Scholz pede a Putin para terminar os combates imediatamente

None
Foto EPA

O chanceler alemão, Olaf Scholz, pediu hoje ao Presidente russo, Vladimir Putin, que coloque um fim imediatamente aos combates na Ucrânia e abra corredores de ajuda humanitária, durante uma conversa telefónica.

Na conversa, "o chanceler disse que estava muito preocupado", invocando "as imagens e informações terríveis vindas da Ucrânia", de acordo com um comunicado do Governo alemão.

Olaf Scholz pediu ao líder russo que "cesse imediatamente todos os combates e permita o acesso humanitário às zonas de combate" e ambos concordaram em voltar a falar, em breve.

De acordo com o Governo alemão, Putin terá referido o seu propósito de aceitar uma terceira ronda de negociações russo-ucranianas no próximo fim de semana.

Na quinta-feira, os negociadores da Ucrânia e da Rússia concordaram com um cessar-fogo temporário, bem como o estabelecimento de corredores humanitários.

Putin tinha já falado telefonicamente com o seu homólogo francês, na quinta-feira, levando Emmanuel Macron a concluir que teme que "o pior ainda está para vir", no que diz respeito à situação de conflito.

Segundo fontes da Presidência francesa, Putin disse que a ofensiva na Ucrânia estava a correr "como planeado" e que se intensificaria, a menos que Kiev aceitasse as suas condições, incluindo a desmilitarização.

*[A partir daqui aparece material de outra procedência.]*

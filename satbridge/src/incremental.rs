//! Incremental solving on a persistent handle.
use log::debug;

use satbridge_dimacs::var_count_with;
use satbridge_formula::{ExtendFormula, Lit, Var};

use crate::error::Error;
use crate::handle::{IncrementalHandle, SolveResult, VarisatHandle};

/// State of an [`IncrementalSolver`].
#[derive(Copy, Clone, Debug, PartialEq, Eq)]
pub enum SolverState {
    /// Not solved since the last change.
    Idle,
    Sat,
    Unsat,
    Unknown,
}

impl From<SolveResult> for SolverState {
    fn from(result: SolveResult) -> SolverState {
        match result {
            SolveResult::Sat => SolverState::Sat,
            SolveResult::Unsat => SolverState::Unsat,
            SolveResult::Unknown => SolverState::Unknown,
        }
    }
}

/// A formula that is solved repeatedly while it grows.
///
/// Clauses are forwarded to the handle as they are added, assumptions are held back until the
/// next [`solve`](IncrementalSolver::solve) and dropped by it, whatever its outcome. The variable
/// count only covers committed clauses, so assumptions of one solve never change the size of the
/// model of a later one.
///
/// Any change after a solve returns the solver to [`SolverState::Idle`], which makes the previous
/// model unavailable.
pub struct IncrementalSolver<H = VarisatHandle> {
    handle: H,
    var_count: usize,
    open_len: usize,
    open_var_count: usize,
    assumptions: Vec<Lit>,
    state: SolverState,
    model_var_count: usize,
}

impl Default for IncrementalSolver<VarisatHandle> {
    fn default() -> IncrementalSolver<VarisatHandle> {
        IncrementalSolver::with_handle(VarisatHandle::new())
    }
}

impl IncrementalSolver<VarisatHandle> {
    pub fn new() -> IncrementalSolver<VarisatHandle> {
        IncrementalSolver::default()
    }
}

impl<H: IncrementalHandle> IncrementalSolver<H> {
    /// Wrap an existing handle, which must not contain any clauses yet.
    pub fn with_handle(handle: H) -> IncrementalSolver<H> {
        IncrementalSolver {
            handle,
            var_count: 0,
            open_len: 0,
            open_var_count: 0,
            assumptions: vec![],
            state: SolverState::Idle,
            model_var_count: 0,
        }
    }

    pub fn state(&self) -> SolverState {
        self.state
    }

    /// Number of variables in committed clauses.
    pub fn var_count(&self) -> usize {
        self.var_count
    }

    /// Solve under the pending assumptions.
    ///
    /// Commits the open clause first. The pending assumptions are cleared afterwards.
    pub fn solve(&mut self) -> SolveResult {
        self.end_clause();

        self.model_var_count = var_count_with(self.var_count, &self.assumptions);
        for &lit in self.assumptions.iter() {
            self.handle.assume(lit);
        }
        let assumption_count = self.assumptions.len();
        self.assumptions.clear();

        let result = self.handle.solve();
        self.state = result.into();

        debug!(
            "Solved {} variables under {} assumptions: {:?}",
            self.model_var_count, assumption_count, result
        );

        result
    }

    fn check_sat(&self) -> Result<(), Error> {
        match self.state {
            SolverState::Sat => Ok(()),
            _ => Err(Error::PreconditionViolation(
                "a model is only available directly after a satisfiable solve",
            )),
        }
    }

    /// Value of a single variable in the current model.
    pub fn value(&self, var: Var) -> Result<Lit, Error> {
        self.check_sat()?;
        Ok(self.handle.value(var).unwrap_or_else(|| var.negative()))
    }

    /// The current model.
    ///
    /// Contains one literal for every variable up to the variable count of the last solve,
    /// which includes the variables of its assumptions.
    pub fn model(&self) -> Result<Vec<Lit>, Error> {
        self.check_sat()?;
        Ok((0..self.model_var_count)
            .map(Var::from_index)
            .map(|var| self.handle.value(var).unwrap_or_else(|| var.negative()))
            .collect())
    }

    /// Solve and return a model if there is one.
    pub fn witness(&mut self) -> Result<Option<Vec<Lit>>, Error> {
        match self.solve() {
            SolveResult::Sat => self.model().map(Some),
            SolveResult::Unsat => Ok(None),
            SolveResult::Unknown => Err(Error::Interrupted),
        }
    }

    /// Commit the open clause and return the handle.
    pub fn close(mut self) -> H {
        self.end_clause();
        self.handle
    }
}

impl<H: IncrementalHandle> ExtendFormula for IncrementalSolver<H> {
    fn max_var_count(&self) -> usize {
        self.handle.max_var_count()
    }

    fn push_lit(&mut self, lit: Lit) {
        self.state = SolverState::Idle;
        self.handle.push_lit(lit);
        self.open_len += 1;
        self.open_var_count = self.open_var_count.max(lit.index() + 1);
    }

    fn end_clause(&mut self) {
        if self.open_len > 0 {
            self.state = SolverState::Idle;
            self.handle.end_clause();
            self.var_count = self.var_count.max(self.open_var_count);
        }
        self.open_len = 0;
        self.open_var_count = 0;
    }

    fn assume_lit(&mut self, lit: Lit) {
        self.state = SolverState::Idle;
        self.assumptions.push(lit);
    }
}

#[cfg(test)]
mod tests {
    use super::*;

    use proptest::prelude::*;

    use satbridge_dimacs::{ReadError, ReadFormula};
    use satbridge_formula::{
        lit, lits,
        test::{sat_formula, sgen_unsat_formula},
        FormatError,
    };

    #[test]
    fn model_needs_sat() -> Result<(), Error> {
        let mut solver = IncrementalSolver::new();
        solver.add(vec![1, 2, 0])?;

        assert!(matches!(
            solver.model(),
            Err(Error::PreconditionViolation(_))
        ));

        assert_eq!(solver.solve(), SolveResult::Sat);
        assert_eq!(solver.model()?.len(), 2);

        solver.add(vec![-1, 0])?;
        assert_eq!(solver.state(), SolverState::Idle);
        assert!(matches!(
            solver.value(Var::from_dimacs(1)),
            Err(Error::PreconditionViolation(_))
        ));

        solver.add(vec![-2, 0])?;
        assert_eq!(solver.solve(), SolveResult::Unsat);
        assert!(matches!(
            solver.model(),
            Err(Error::PreconditionViolation(_))
        ));
        Ok(())
    }

    #[test]
    fn assumptions_are_isolated() -> Result<(), Error> {
        let mut solver = IncrementalSolver::new();
        solver.add(vec![vec![1, 2]])?;

        solver.assume(vec![-1, 9])?;
        let model = solver.witness()?.unwrap();
        assert_eq!(model.len(), 9);
        assert_eq!(model[..2], lits![-1, 2]);
        assert_eq!(model[8], lit!(9));
        assert_eq!(solver.var_count(), 2);

        solver.assume(vec![-2])?;
        assert_eq!(solver.witness()?, Some(lits![1, -2].to_vec()));
        assert_eq!(solver.var_count(), 2);

        solver.assume(vec![-1, -2])?;
        assert_eq!(solver.witness()?, None);

        assert!(solver.witness()?.is_some());
        Ok(())
    }

    #[test]
    fn solve_commits_open_clause() -> Result<(), Error> {
        let mut solver = IncrementalSolver::new();
        solver.add(vec![1, 3])?;
        assert_eq!(solver.var_count(), 0);

        solver.assume(vec![-3])?;
        let model = solver.witness()?.unwrap();
        assert_eq!(model.len(), 3);
        assert!(model.contains(&lit!(1)));
        assert!(model.contains(&lit!(-3)));
        assert_eq!(solver.var_count(), 3);
        Ok(())
    }

    #[test]
    fn value_of_single_var() -> Result<(), Error> {
        let mut solver = IncrementalSolver::new();
        solver.add(vec![vec![-4]])?;

        assert_eq!(solver.solve(), SolveResult::Sat);
        assert_eq!(solver.value(Var::from_dimacs(4))?, lit!(-4));
        Ok(())
    }

    #[test]
    fn literals_beyond_handle_limit() -> Result<(), Error> {
        let mut solver = IncrementalSolver::new();
        let max = solver.max_var_count();
        let too_large = max as isize + 1;

        solver.add(vec![1, 0])?;
        assert!(matches!(
            solver.add(vec![2, too_large, 0]),
            Err(FormatError::LiteralTooLarge { .. })
        ));
        assert!(matches!(
            solver.add(vec![vec![3, -too_large]]),
            Err(FormatError::LiteralTooLarge { .. })
        ));
        assert!(matches!(
            solver.add_clause(&[Lit::from_dimacs(too_large)]),
            Err(FormatError::LiteralTooLarge { .. })
        ));
        assert!(matches!(
            solver.assume(vec![too_large]),
            Err(FormatError::LiteralTooLarge { .. })
        ));
        assert!(matches!(
            solver.read(format!("1 {} 0\n", too_large).as_str()),
            Err(ReadError::Parser(_))
        ));

        // Literals accepted before an error stay in the open clause
        solver.add(vec![0])?;
        assert_eq!(solver.var_count(), 2);

        solver.assume(vec![-1])?;
        assert_eq!(solver.solve(), SolveResult::Unsat);
        Ok(())
    }

    struct GivingUp;

    impl IncrementalHandle for GivingUp {
        fn push_lit(&mut self, _lit: Lit) {}
        fn end_clause(&mut self) {}
        fn assume(&mut self, _lit: Lit) {}
        fn solve(&mut self) -> SolveResult {
            SolveResult::Unknown
        }
        fn value(&self, _var: Var) -> Option<Lit> {
            None
        }
    }

    #[test]
    fn unknown_is_interrupted() -> Result<(), Error> {
        let mut solver = IncrementalSolver::with_handle(GivingUp);
        solver.add(vec![1, 0])?;

        assert!(matches!(solver.witness(), Err(Error::Interrupted)));
        assert_eq!(solver.state(), SolverState::Unknown);
        assert!(matches!(
            solver.model(),
            Err(Error::PreconditionViolation(_))
        ));
        Ok(())
    }

    proptest! {
        #[test]
        fn sgen_unsat(formula in sgen_unsat_formula(1..7usize)) {
            let mut solver = IncrementalSolver::new();

            for clause in formula.iter() {
                solver.add_clause(clause).unwrap();
            }

            prop_assert_eq!(solver.solve(), SolveResult::Unsat);
        }

        #[test]
        fn sat(formula in sat_formula(4..20usize, 10..100usize, 0.05..0.2, 0.9..1.0)) {
            let mut solver = IncrementalSolver::new();

            for clause in formula.iter() {
                solver.add_clause(clause).unwrap();
            }

            let model = solver.witness().unwrap().unwrap();

            prop_assert_eq!(model.len(), formula.var_count());
            for clause in formula.iter() {
                prop_assert!(clause.iter().any(|lit| model.contains(lit)));
            }
        }
    }
}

A Rússia lançou na madrugada de 24 de fevereiro uma ofensiva militar com três frentes na Ucrânia, com forças terrestres e bombardeamentos em várias cidades.

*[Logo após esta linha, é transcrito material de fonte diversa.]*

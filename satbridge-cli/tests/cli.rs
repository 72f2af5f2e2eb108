//! Drives the `satbridge` binary as witness, counting and enumeration backend.
use std::collections::{BTreeSet, HashSet};
use std::io::Write;
use std::process::Command;

use anyhow::Error;
use num_bigint::BigUint;
use tempfile::NamedTempFile;

use satbridge::config::MC_PATTERN;
use satbridge::{
    BackendCommand, CnfFormula, Enumerator, EnumeratorState, ExactCounter, ExtendFormula, Lit,
    ProbabilisticCounter, ReadFormula, Var, WitnessBackend,
};

const BINARY: &str = env!("CARGO_BIN_EXE_satbridge");

/// Three independent binary clauses over six variables.
const PAIRS: &str = "c three pairs\np cnf 6 3\n1 2 0\n3 4 0\n5 6 0\n";
/// A single tautological clause leaving all six variables free.
const FREE: &str = "p cnf 6 1\n1 2 3 4 5 6 -1 0\n";
/// Like `PAIRS` with the first pair exclusive.
const EXCLUSIVE: &str = "1 2 0 -1 -2 0\n3 4 0\n5\n6 0\n";
/// Three variables with 4 models.
const BASE: &str = "p cnf 3 2\n1 2 0\n-2 3 0\n";
/// `BASE` on the odd variables, constrained but never blocked by the even ones.
const SPREAD: &str = "p cnf 6 4\n1 3 0\n-3 5 0\n2 4 0\n1 6 0\n";
const UNSAT: &str = "p cnf 2 3\n1 2 0\n-1 0\n-2 0\n";

const FIXTURES: &[(&str, u32)] = &[
    (PAIRS, 27),
    (FREE, 64),
    (EXCLUSIVE, 18),
    (BASE, 4),
    (SPREAD, 21),
    (UNSAT, 0),
];

fn binary(args: &[&str]) -> BackendCommand {
    args.iter()
        .fold(BackendCommand::new(BINARY), |command, &arg| command.arg(arg))
}

fn formula(text: &str) -> Result<CnfFormula, Error> {
    let mut formula = CnfFormula::new();
    formula.read(text)?;
    Ok(formula)
}

fn satisfies(formula: &CnfFormula, model: &[Lit]) -> bool {
    formula
        .iter()
        .all(|clause| clause.iter().any(|lit| model.contains(lit)))
}

#[test]
fn exact_and_probabilistic_counts_agree() -> Result<(), Error> {
    let exact = ExactCounter::new(binary(&["--count"]), MC_PATTERN)?;

    for &(text, expected) in FIXTURES {
        let mut formula = formula(text)?;
        assert_eq!(exact.count(&mut formula)?, BigUint::from(expected));

        for &risk in [0.2, 0.05].iter() {
            let counter =
                ProbabilisticCounter::new(binary(&["--count"]), MC_PATTERN, "--delta", risk)?;
            assert_eq!(counter.count(&mut formula)?, BigUint::from(expected));
        }
    }
    Ok(())
}

#[test]
fn witnesses_satisfy_their_formula() -> Result<(), Error> {
    let backend = WitnessBackend::new(binary(&[]));

    for &(text, expected) in FIXTURES {
        let mut formula = formula(text)?;
        match backend.witness(&mut formula)? {
            Some(model) => {
                assert!(expected > 0);
                assert_eq!(model.len(), formula.var_count());
                assert!(satisfies(&formula, &model));
            }
            None => assert_eq!(expected, 0),
        }
    }
    Ok(())
}

#[test]
fn witness_under_assumptions() -> Result<(), Error> {
    let backend = WitnessBackend::new(binary(&[]));
    let mut formula = formula(EXCLUSIVE)?;

    formula.assume(vec![1, -3])?;
    let model = backend.witness(&mut formula)?.unwrap();
    assert!(model.contains(&Lit::from_dimacs(-2)));
    assert!(model.contains(&Lit::from_dimacs(4)));

    formula.assume(vec![1, 2])?;
    assert_eq!(backend.witness(&mut formula)?, None);

    assert!(backend.witness(&mut formula)?.is_some());
    Ok(())
}

#[test]
fn assumptions_do_not_leak_between_counts() -> Result<(), Error> {
    let exact = ExactCounter::new(binary(&["--count"]), MC_PATTERN)?;
    let mut formula = formula(PAIRS)?;

    formula.assume(vec![-1])?;
    assert_eq!(exact.count(&mut formula)?, BigUint::from(9u32));
    assert_eq!(formula.var_count(), 6);

    assert_eq!(exact.count(&mut formula)?, BigUint::from(27u32));
    assert_eq!(formula.var_count(), 6);

    // Variables 7 and 8 are free while 9 is assumed
    formula.assume(vec![9])?;
    assert_eq!(exact.count(&mut formula)?, BigUint::from(108u32));
    assert_eq!(formula.var_count(), 6);

    assert_eq!(exact.count(&mut formula)?, BigUint::from(27u32));
    Ok(())
}

#[test]
fn enumerated_models_match_counts() -> Result<(), Error> {
    let command = binary(&["--enumerate"]);

    for &(text, expected) in FIXTURES {
        let mut formula = formula(text)?;

        let mut models = Enumerator::start(&command, &mut formula)?;
        let listed: HashSet<Vec<Lit>> = models.list()?.into_iter().collect();
        assert_eq!(models.state(), EnumeratorState::Exhausted);

        let streamed: HashSet<Vec<Lit>> =
            Enumerator::start(&command, &mut formula)?.collect::<Result<_, _>>()?;

        assert_eq!(listed.len(), expected as usize);
        assert_eq!(listed, streamed);
        for model in listed.iter() {
            assert!(satisfies(&formula, model));
        }
    }
    Ok(())
}

#[test]
fn projection_onto_odd_variables() -> Result<(), Error> {
    let command = binary(&["--enumerate"]);

    let base: BTreeSet<Vec<Lit>> = Enumerator::start(&command, &mut formula(BASE)?)?
        .collect::<Result<_, _>>()?;

    let spread = Enumerator::start(&command, &mut formula(SPREAD)?)?.list()?;
    assert_eq!(spread.len(), 21);

    let projected: BTreeSet<Vec<Lit>> = spread
        .iter()
        .map(|model| {
            model
                .iter()
                .filter(|lit| lit.index() % 2 == 0)
                .map(|&lit| Var::from_index(lit.index() / 2).lit(lit.is_positive()))
                .collect()
        })
        .collect();

    assert_eq!(base.len(), 4);
    assert_eq!(projected, base);
    Ok(())
}

#[test]
fn canceled_enumeration() -> Result<(), Error> {
    let mut models = Enumerator::start(&binary(&["--enumerate"]), &mut formula(FREE)?)?;

    assert!(models.next_model()?.is_some());
    models.cancel()?;
    models.cancel()?;
    assert_eq!(models.state(), EnumeratorState::Canceled);
    assert_eq!(models.next_model()?, None);
    Ok(())
}

fn fixture_file(text: &str) -> Result<NamedTempFile, Error> {
    let mut file = NamedTempFile::new()?;
    file.write_all(text.as_bytes())?;
    file.flush()?;
    Ok(file)
}

fn run(args: &[&str]) -> Result<(Option<i32>, String), Error> {
    let output = Command::new(BINARY).args(args).output()?;
    Ok((
        output.status.code(),
        String::from_utf8_lossy(&output.stdout).into_owned(),
    ))
}

#[test]
fn reference_backend_exit_codes() -> Result<(), Error> {
    let sat = fixture_file(PAIRS)?;
    let sat_path = sat.path().to_string_lossy().into_owned();

    let (code, stdout) = run(&[&sat_path])?;
    assert_eq!(code, Some(10));
    assert!(stdout.lines().any(|line| line == "s SATISFIABLE"));
    assert!(stdout.lines().any(|line| line.starts_with("v ") && line.ends_with(" 0")));

    let (code, stdout) = run(&[&sat_path, "--assume=-1", "--assume=-2"])?;
    assert_eq!(code, Some(20));
    assert!(stdout.lines().any(|line| line == "s UNSATISFIABLE"));

    let (code, stdout) = run(&[&sat_path, "--count", "--delta", "0"])?;
    assert_eq!(code, Some(1));
    assert!(!stdout.contains("s mc"));
    Ok(())
}

#[test]
fn run_with_configured_backends() -> Result<(), Error> {
    let input = fixture_file(SPREAD)?;
    let input_path = input.path().to_string_lossy().into_owned();

    let mut config = NamedTempFile::new()?;
    writeln!(config, "[exact_count]")?;
    writeln!(config, "program = {:?}", BINARY)?;
    writeln!(config, "args = [\"--count\"]")?;
    config.flush()?;
    let config_path = config.path().to_string_lossy().into_owned();

    let (code, stdout) = run(&["--run", "count", &input_path, "--config", &config_path])?;
    assert_eq!(code, Some(0));
    assert!(stdout.lines().any(|line| line == "s mc 21"));

    let program_option = format!("enumerate.program = {:?}", BINARY);
    let (code, stdout) = run(&[
        "--run",
        "enumerate",
        &input_path,
        "-C",
        &program_option,
        "-C",
        r#"enumerate.args = ["--enumerate"]"#,
        "--assume=-1",
    ])?;
    assert_eq!(code, Some(0));
    // -1 forces 3, 5 and 6, leaving 3 choices for 2 and 4
    let models: Vec<&str> = stdout.lines().filter(|line| !line.starts_with('c')).collect();
    assert_eq!(models.len(), 3);
    assert!(models.iter().all(|line| line.starts_with("-1 ") && line.ends_with(" 0")));

    let witness_option = format!("witness.program = {:?}", BINARY);
    let (code, stdout) = run(&["--run", "witness", &input_path, "-C", &witness_option])?;
    assert_eq!(code, Some(10));
    assert!(stdout.lines().any(|line| line == "s SATISFIABLE"));
    Ok(())
}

As autoridades de Kiev contabilizaram, até ao momento, mais de 2.000 civis mortos, incluindo crianças, e, segundo a ONU, os ataques já provocaram mais de um milhão de refugiados na Polónia, Hungria, Moldova e Roménia, entre outros países.

O Presidente russo, Vladimir Putin, justificou a "operação militar especial" na Ucrânia com a necessidade de desmilitarizar o país vizinho, afirmando ser a única maneira de a Rússia se defender e garantindo que a ofensiva durará o tempo necessário.

O ataque foi condenado pela generalidade da comunidade internacional, e a União Europeia e os Estados Unidos, entre outros, responderam com o envio de armamento para a Ucrânia e o reforço de sanções económicas para isolar ainda mais Moscovo.